An Old Wound Healed: A Patient Can Finally Move On

Dr. Light, Mary and Dr. Israeli pose for camera

A lumpectomy is not always a reconstruction-free breast cancer treatment option. When Mary chose to have a lumpectomy with radiation to treat stage 0 breast cancer in 2001, she learned that lumpectomies can, in fact, take a substantial amount of tissue. She felt asymmetrical.

 

“I wasn’t comfortable, because one breast was much smaller than the other,” she said.

 

Unfortunately, when a plastic surgeon placed implants for symmetry, she discovered another repercussion of choosing lumpectomy and radiation.

 

“The radiated tissue opened up and created a wound. He kept thinking it was going to close, but I wanted to know what the plan was if it didn’t,” she said.

 

She underwent an LD flap, and the wound healed and remained stable for several years. Then, in 2020, the implant on the healthy side ruptured. Mary decided to have both implants replaced, since they were almost twenty years old. 

 

In February of 2020, Mary’s implants were replaced. In a devastating repetition of what had happened two decades earlier, the radiated breast tissue failed to heal. Her surgeon exchanged the implant for a smaller one. When that did not resolve the issue, she asked him to remove it entirely, desperate to heal. Even that did not work.

 

Mary spent over six months with an open wound. “I was suffering tremendously, physically and emotionally. I wasn’t seeing a light at the end of the tunnel. I was falling into despair.

 

As her wound was not healing, Mary’s plastic surgeon suggested that she see a microsurgeon and referred her to Dr. Ron Israeli in September of 2020.

 

“Dr. Israeli took one look at me and said ‘You have an open wound. This needs to be closed up—I can fix this.’ That made me feel so thankful,” Mary said.

 

Dr. Israeli scheduled her very quickly, closed the wound, placed a drain, and the wound healed within a week. Mary was shocked by the speed and quality of care she received.

 

“In a week, I was done! I was healed!”

 

Mary still had a long way to go in terms of breast reconstruction, but with the wound closed she was able to start to get back to her old self.
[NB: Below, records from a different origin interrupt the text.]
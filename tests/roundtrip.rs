//! `parse -> print` identity (§8 Round-trips), driving an `XmlPrinter` from
//! a live `XmlScanner` event stream rather than hand-built calls.

use rustyxml::{EntityMap, Encoding, EventKind, Scan, SliceSource, XmlPrinter, XmlScanner};

fn reprint(input: &'static [u8]) -> String {
    let mut scanner = XmlScanner::new(SliceSource::new(input), Encoding::Utf8, EntityMap::new());
    let mut printer = XmlPrinter::new(Encoding::Utf8);
    let mut out = Vec::new();
    loop {
        match scanner.next_event() {
            Scan::Event(ev) => match ev.kind() {
                EventKind::OpenTag => printer.print_open_tag(ev.content(), &mut out).unwrap(),
                EventKind::TagAttribName => printer.print_attribute(ev.content(), &mut out).unwrap(),
                EventKind::TagAttribValue => printer.print_value(ev.content(), &mut out).unwrap(),
                EventKind::Content => printer.print_value(ev.content(), &mut out).unwrap(),
                EventKind::CloseTag | EventKind::CloseTagIm => printer.print_close_tag(&mut out).unwrap(),
                EventKind::Exit => break,
                _ => {}
            },
            Scan::Suspend => unreachable!(),
        }
    }
    String::from_utf8(out).unwrap()
}

#[test]
fn nested_elements_with_content_round_trip() {
    let s = reprint(b"<a><b>hi</b></a>");
    assert!(s.ends_with("<a><b>hi</b></a>"));
    assert_eq!(s.matches("<?xml").count(), 1);
}

#[test]
fn self_closing_element_stays_self_closing() {
    let s = reprint(b"<a><b/></a>");
    assert!(s.ends_with("<a><b/></a>"));
}

#[test]
fn attribute_value_round_trips_through_escaping() {
    let s = reprint(b"<a k=\"x &amp; y\">ok</a>");
    assert!(s.contains("k=\"x &amp; y\""));
    assert!(s.ends_with("ok</a>"));
}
“I’m happy every day. I mean I was born like that. I wake up with a happy attitude pretty much every day. I don’t look back. I look forward. If you make a mistake, fix the mistake and move on.”

 

Over the course of the year that followed, Mary underwent a mastectomy to remove the radiated breast followed by two stages of reconstruction. 
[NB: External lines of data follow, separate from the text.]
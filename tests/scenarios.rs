//! Whole-document scenarios that exercise the scanner and the path runtime
//! together, the way a caller actually wires them: drive a scanner to
//! completion, feed every event into a `PathSelect`, and check what comes
//! out the other end.

use rustyxml::{AttrMatch, EntityMap, Encoding, EventKind, Match, PathAutomaton, PathSelect, Scan, SliceSource, XmlScanner};

fn run(input: &'static [u8]) -> Vec<(EventKind, Vec<u8>)> {
    let _ = env_logger::try_init();
    let mut scanner = XmlScanner::new(SliceSource::new(input), Encoding::Utf8, EntityMap::new());
    let mut out = Vec::new();
    loop {
        match scanner.next_event() {
            Scan::Event(ev) => {
                let kind = ev.kind();
                out.push((kind, ev.content().to_vec()));
                if kind == EventKind::Exit || kind == EventKind::ErrorOccurred {
                    break;
                }
            }
            Scan::Suspend => panic!("unexpected suspend on a complete in-memory slice"),
        }
    }
    out
}

#[test]
fn scenario_1_simple_element_with_content() {
    let events = run(b"<a>x</a>");
    assert_eq!(events[0].0, EventKind::OpenTag);
    assert_eq!(events[1], (EventKind::Content, b"x".to_vec()));
    assert_eq!(events[2], (EventKind::CloseTag, b"a".to_vec()));
    assert_eq!(events[3].0, EventKind::Exit);
}

#[test]
fn scenario_2_self_closing_with_attribute() {
    let events = run(b"<a k=\"v\"/>");
    assert_eq!(
        events[..4],
        [
            (EventKind::OpenTag, b"a".to_vec()),
            (EventKind::TagAttribName, b"k".to_vec()),
            (EventKind::TagAttribValue, b"v".to_vec()),
            (EventKind::CloseTagIm, b"".to_vec()),
        ]
    );
}

#[test]
fn scenario_3_nested_path_match_emits_type_tag() {
    let mut automaton = PathAutomaton::new();
    automaton.root().select_tag("a").select_tag("b").assign_type(7);
    let mut select = PathSelect::new(&automaton);

    let mut all_matches: Vec<Match> = Vec::new();
    let mut scanner = XmlScanner::new(SliceSource::new(b"<a><b/></a>"), Encoding::Utf8, EntityMap::new());
    loop {
        match scanner.next_event() {
            Scan::Event(ev) => {
                let kind = ev.kind();
                select.push(&ev);
                all_matches.extend(select.drain_matches());
                if kind == EventKind::Exit {
                    break;
                }
            }
            Scan::Suspend => unreachable!(),
        }
    }
    assert_eq!(all_matches, vec![Match { type_tag: 7, content: b"b".to_vec() }]);
}

#[test]
fn scenario_4_sibling_from_bound_filters_first_match() {
    let mut automaton = PathAutomaton::new();
    automaton
        .root()
        .select_tag("r")
        .select_tag("i")
        .from(1)
        .select_attribute("id")
        .assign_type(9);
    let mut select = PathSelect::new(&automaton);

    let mut all_matches: Vec<Match> = Vec::new();
    let mut scanner = XmlScanner::new(
        SliceSource::new(b"<r><i id=\"1\"/><i id=\"2\"/></r>"),
        Encoding::Utf8,
        EntityMap::new(),
    );
    loop {
        match scanner.next_event() {
            Scan::Event(ev) => {
                let kind = ev.kind();
                select.push(&ev);
                all_matches.extend(select.drain_matches());
                if kind == EventKind::Exit {
                    break;
                }
            }
            Scan::Suspend => unreachable!(),
        }
    }
    assert_eq!(all_matches, vec![Match { type_tag: 9, content: b"2".to_vec() }]);
}

#[test]
fn scenario_5_entity_expansion_yields_decoded_bytes() {
    let events = run(b"<a>&amp;&lt;</a>");
    assert_eq!(events[1], (EventKind::Content, b"&<".to_vec()));
}

#[test]
fn scenario_6_tag_mismatch_is_sticky_on_repeated_advance() {
    let mut scanner = XmlScanner::new(SliceSource::new(b"<a><b></a>"), Encoding::Utf8, EntityMap::new());
    let mut events = Vec::new();
    for _ in 0..3 {
        match scanner.next_event() {
            Scan::Event(ev) => events.push((ev.kind(), ev.content().to_vec())),
            Scan::Suspend => unreachable!(),
        }
    }
    assert_eq!(events[0].0, EventKind::OpenTag); // a
    assert_eq!(events[1].0, EventKind::OpenTag); // b
    assert_eq!(events[2].0, EventKind::ErrorOccurred);

    let again = match scanner.next_event() {
        Scan::Event(ev) => (ev.kind(), ev.content().to_vec()),
        Scan::Suspend => unreachable!(),
    };
    assert_eq!(again, events[2]);
}

#[test]
fn if_attribute_gate_allows_content_only_when_matched() {
    let mut automaton = PathAutomaton::new();
    automaton
        .root()
        .select_tag("item")
        .if_attribute("kind", AttrMatch::Exact(b"keep".to_vec()))
        .select_content()
        .assign_type(3);
    let mut select = PathSelect::new(&automaton);

    let mut matches = Vec::new();
    let mut scanner = XmlScanner::new(
        SliceSource::new(b"<item kind=\"drop\">a</item><item kind=\"keep\">b</item>"),
        Encoding::Utf8,
        EntityMap::new(),
    );
    loop {
        match scanner.next_event() {
            Scan::Event(ev) => {
                let kind = ev.kind();
                select.push(&ev);
                matches.extend(select.drain_matches());
                if kind == EventKind::Exit {
                    break;
                }
            }
            Scan::Suspend => unreachable!(),
        }
    }
    assert_eq!(matches, vec![Match { type_tag: 3, content: b"b".to_vec() }]);
}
The first step of reconstruction required bilateral stacked DIEP flaps to reconstruct her left breast. This highly specialized approach was necessary because Mary had a thin abdomen and needed a large amount of skin to replace the damaged radiated tissue on her chest. Dr. Israeli completed this reconstruction with the help of his parter, Dr. David Light. 
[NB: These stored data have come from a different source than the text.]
/// ISO-8859-2 (Latin-2) upper half, 0xA0..=0xFF, as Unicode scalars.
const ISO_8859_2_HIGH: [u32; 96] = [
    0x00A0, 0x0104, 0x02D8, 0x0141, 0x00A4, 0x013D, 0x015A, 0x00A7, 0x00A8, 0x0160, 0x015E, 0x0164,
    0x0179, 0x00AD, 0x017D, 0x017B, 0x00B0, 0x0105, 0x02DB, 0x0142, 0x00B4, 0x013E, 0x015B, 0x02C7,
    0x00B8, 0x0161, 0x015F, 0x0165, 0x017A, 0x02DD, 0x017E, 0x017C, 0x0154, 0x00C1, 0x00C2, 0x0102,
    0x00C4, 0x0139, 0x0106, 0x00C7, 0x010C, 0x00C9, 0x0118, 0x00CB, 0x011A, 0x00CD, 0x00CE, 0x010E,
    0x0110, 0x0143, 0x0147, 0x00D3, 0x00D4, 0x0150, 0x00D6, 0x00D7, 0x0158, 0x016E, 0x00DA, 0x0170,
    0x00DC, 0x00DD, 0x0162, 0x00DF, 0x0155, 0x00E1, 0x00E2, 0x0103, 0x00E4, 0x013A, 0x0107, 0x00E7,
    0x010D, 0x00E9, 0x0119, 0x00EB, 0x011B, 0x00ED, 0x00EE, 0x010F, 0x0111, 0x0144, 0x0148, 0x00F3,
    0x00F4, 0x0151, 0x00F6, 0x00F7, 0x0159, 0x016F, 0x00FA, 0x0171, 0x00FC, 0x00FD, 0x0163, 0x02D9,
];

/// ISO-8859-15 (Latin-9) upper half — identical to Latin-1 except for
/// eight code points (notably 0xA4 becomes the euro sign).
const ISO_8859_15_HIGH: [(u8, u32); 8] = [
    (0xA4, 0x20AC),
    (0xA6, 0x0160),
    (0xA8, 0x0161),
    (0xB4, 0x017D),
    (0xB8, 0x017E),
    (0xBC, 0x0152),
    (0xBD, 0x0153),
    (0xBE, 0x0178),
];

fn iso8859_to_scalar(codepage: u8, byte: u8) -> u32 {
    if byte < 0xA0 {
        return byte as u32;
    }
    match codepage {
        2 => ISO_8859_2_HIGH[(byte - 0xA0) as usize],
        15 => ISO_8859_15_HIGH
            .iter()
            .find(|(b, _)| *b == byte)
            .map(|(_, s)| *s)
            .unwrap_or(byte as u32),
        // Remaining codepages are pluggable but not all tabulated here;
        // fall back to the Latin-1 identity mapping for the upper half.
        _ => byte as u32,
    }
}

fn scalar_to_iso8859(codepage: u8, scalar: u32) -> Option<u8> {
    if scalar < 0xA0 {
        return u8::try_from(scalar).ok();
    }
    match codepage {
        2 => ISO_8859_2_HIGH
            .iter()
            .position(|&s| s == scalar)
            .map(|i| 0xA0 + i as u8),
        15 => ISO_8859_15_HIGH
            .iter()
            .find(|(_, s)| *s == scalar)
            .map(|(b, _)| *b)
            .or_else(|| u8::try_from(scalar).ok()),
        _ => u8::try_from(scalar).ok(),
    }
}

#[cfg(test)]
mod tests {
    use super::*;

    #[test]
    fn from_name_is_case_and_separator_insensitive() {
        assert_eq!(Encoding::from_name("UTF-8").unwrap(), Encoding::Utf8);
        assert_eq!(Encoding::from_name("utf8").unwrap(), Encoding::Utf8);
        assert_eq!(Encoding::from_name("UTF 8").unwrap(), Encoding::Utf8);
        assert_eq!(Encoding::from_name("ucs-2le").unwrap(), Encoding::Ucs2Le);
        assert_eq!(Encoding::from_name("iso-8859-2").unwrap(), Encoding::IsoLatin(2));
    }

    #[test]
    fn from_name_rejects_unknown() {
        assert!(Encoding::from_name("ebcdic").is_err());
    }

    #[test]
    fn utf8_ascii_fast_path() {
        let enc = Encoding::Utf8;
        assert_eq!(enc.total_len(b"A"), Some(1));
        assert_eq!(enc.ascii_of(b"A"), b'A' as i16);
        assert_eq!(enc.decode(b"A").unwrap(), b'A' as u32);
    }

    #[test]
    fn utf8_multibyte_decode() {
        let enc = Encoding::Utf8;
        let euro = "€".as_bytes(); // U+20AC, 3 bytes
        assert_eq!(enc.total_len(&euro[..1]), Some(3));
        assert_eq!(enc.decode(euro).unwrap(), 0x20AC);
        assert_eq!(enc.ascii_of(&euro[..1]), -1);
    }

    #[test]
    fn ucs2_falls_back_to_question_mark_above_bmp() {
        let enc = Encoding::Ucs2Be;
        let mut out = Vec::new();
        enc.print(0x1F600, &mut out); // outside the BMP
        assert_eq!(out, b"?");
    }

    #[test]
    fn utf16_surrogate_pair_roundtrip() {
        let enc = Encoding::Utf16Be;
        let mut out = Vec::new();
        enc.print(0x1F600, &mut out);
        assert_eq!(enc.total_len(&out[..2]), Some(4));
        assert_eq!(enc.decode(&out).unwrap(), 0x1F600);
    }

    #[test]
    fn iso_8859_2_roundtrips_named_char() {
        let enc = Encoding::IsoLatin(2);
        // 0xA3 is Ł in Latin-2.
        assert_eq!(iso8859_to_scalar(2, 0xA3), 0x0141);
        assert_eq!(scalar_to_iso8859(2, 0x0141), Some(0xA3));
    }
}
A few months later, Dr. Israeli completed Mary’s reconstruction with revision procedures to improve her overall contour and symmetry.

 

Mary healed well at every turn. Now, she’s back to doing the things she loves, feeling healthy and content to move forward.

 

“I’m a healthy 70-year-old woman—aside from the cancer stuff. I feel so blessed to have met Dr. Israeli. I’ll talk to anyone about it. That man saved me.”